Dorm Lights and Small Miracles
There is something sacred about the life of a dorm. You learn the rhythms of adolescence — the slammed doors, late-night laughter, the smell of popcorn and body spray, the heartbreaks that feel like endings and beginnings all at once.
I kept a lamp lit in my apartment window as a quiet signal: I’m here if you need me. Some nights no one came. Other nights, there was a knock — a confession, a cup of café con leche, a silence shared across the doorway.
Those moments taught me more about love than any leadership seminar: to show up, to stay, to trust that presence alone can be enough.
Maryland: Learning to Let Go
Years later, in Maryland, I became an Assistant Head of School. The title suggested authority, but what I really practiced was accompaniment — listening beneath the words, noticing when someone’s frustration was really grief, and remembering that growth and discomfort are twins.

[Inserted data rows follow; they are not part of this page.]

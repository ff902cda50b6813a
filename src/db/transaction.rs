//! Transaction helper shared by every service that must write several rows
//! atomically.

use crate::errors::ServiceError;
pub use futures::future::BoxFuture;
use sea_orm::{DatabaseConnection, DatabaseTransaction, TransactionError, TransactionTrait};

/// Runs `f` inside a database transaction.
///
/// Commits when `f` returns `Ok`, rolls back otherwise. A `ServiceError`
/// raised inside the closure comes back unchanged so callers can still
/// match on `InsufficientStock` and friends.
///
/// ```rust,ignore
/// let line = in_transaction(&db, move |txn| {
///     Box::pin(async move {
///         stock_ledger::take(txn, ItemKind::Part, part_id, 3).await?;
///         sale_item::Entity::insert(active).exec(txn).await?;
///         Ok(())
///     })
/// })
/// .await?;
/// ```
pub async fn in_transaction<F, T>(db: &DatabaseConnection, f: F) -> Result<T, ServiceError>
where
    F: for<'c> FnOnce(&'c DatabaseTransaction) -> BoxFuture<'c, Result<T, ServiceError>> + Send,
    T: Send,
{
    db.transaction::<_, T, ServiceError>(f)
        .await
        .map_err(|e| match e {
            TransactionError::Connection(db_err) => ServiceError::db_error(db_err),
            TransactionError::Transaction(service_err) => service_err,
        })
}

#[cfg(test)]
mod tests {
    use super::*;
    use sea_orm::{ConnectOptions, ConnectionTrait, Database, Statement};

    async fn scratch_db() -> DatabaseConnection {
        let mut opt = ConnectOptions::new("sqlite::memory:");
        opt.max_connections(1).min_connections(1);
        let db = Database::connect(opt).await.unwrap();
        db.execute_unprepared("CREATE TABLE counters (id INTEGER PRIMARY KEY, value INTEGER NOT NULL)")
            .await
            .unwrap();
        db.execute_unprepared("INSERT INTO counters (id, value) VALUES (1, 0)")
            .await
            .unwrap();
        db
    }

    async fn counter_value(db: &DatabaseConnection) -> i64 {
        let row = db
            .query_one(Statement::from_string(
                db.get_database_backend(),
                "SELECT value FROM counters WHERE id = 1",
            ))
            .await
            .unwrap()
            .unwrap();
        row.try_get::<i64>("", "value").unwrap()
    }

    #[tokio::test]
    async fn commits_on_success() {
        let db = scratch_db().await;
        in_transaction(&db, |txn| {
            Box::pin(async move {
                txn.execute_unprepared("UPDATE counters SET value = value + 5 WHERE id = 1")
                    .await?;
                Ok(())
            })
        })
        .await
        .unwrap();
        assert_eq!(counter_value(&db).await, 5);
    }

    #[tokio::test]
    async fn rolls_back_and_preserves_service_error() {
        let db = scratch_db().await;
        let err = in_transaction::<_, ()>(&db, |txn| {
            Box::pin(async move {
                txn.execute_unprepared("UPDATE counters SET value = value + 5 WHERE id = 1")
                    .await?;
                Err(ServiceError::InsufficientStock(
                    "Insufficient stock. Only 0 units available.".into(),
                ))
            })
        })
        .await
        .unwrap_err();

        assert!(matches!(err, ServiceError::InsufficientStock(_)));
        assert_eq!(counter_value(&db).await, 0);
    }
}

Leadership, I learned, was simply another form of parenting. I mentored teachers and junior administrators the way I once guided dorm residents: helping them trust their own wisdom, reminding them that care and accountability can coexist.
Schools, I came to see, are families in constant rehearsal — messy, imperfect, and full of love.
The Mirror of Motherhood
By then, I had two more daughters. My girls learned to walk on dorm carpets, to play on the quad, to wave at the high schoolers who once babysat them. They knew which teachers kept candy on their desks and which ones told the best stories.
They grew up believing that adults could be fallible and kind, that community could be both boundary and balm.
Meanwhile, I was still learning — from them and from the students I parented — that love requires elasticity. The teenagers who once called me Profe Mónica taught me to stay steady through storms; my daughters taught me to soften. The two roles informed each other until they became inseparable.
What I Carry Forward
Now, years later, my daughters are older, and I’ve stepped beyond dorm life into new forms of leadership and mentoring. Still, I feel the echo of those years — the late-night knocks, the morning meetings, the steady pulse of community life.
The habits I honed on campus have followed me home. I still pause before speaking when emotions run high. I still ask, What does love require of me in this moment? I still keep a light on — literal or metaphorical — for whoever might need to know they’re not alone.
I used to think of “in loco parentis” as a responsibility — a role we perform. Now I see it as a practice of belonging. To stand in for a parent is to stand in for love itself — not to replace it, but to extend it.
Parenting and teaching have never been separate callings for me. They are both languages of faith — in people, in growth, in the slow miracle of becoming.
I learned to parent by loving other people’s children.
And I keep learning — every day — through the ways my own children teach me to see, to listen, and to begin again.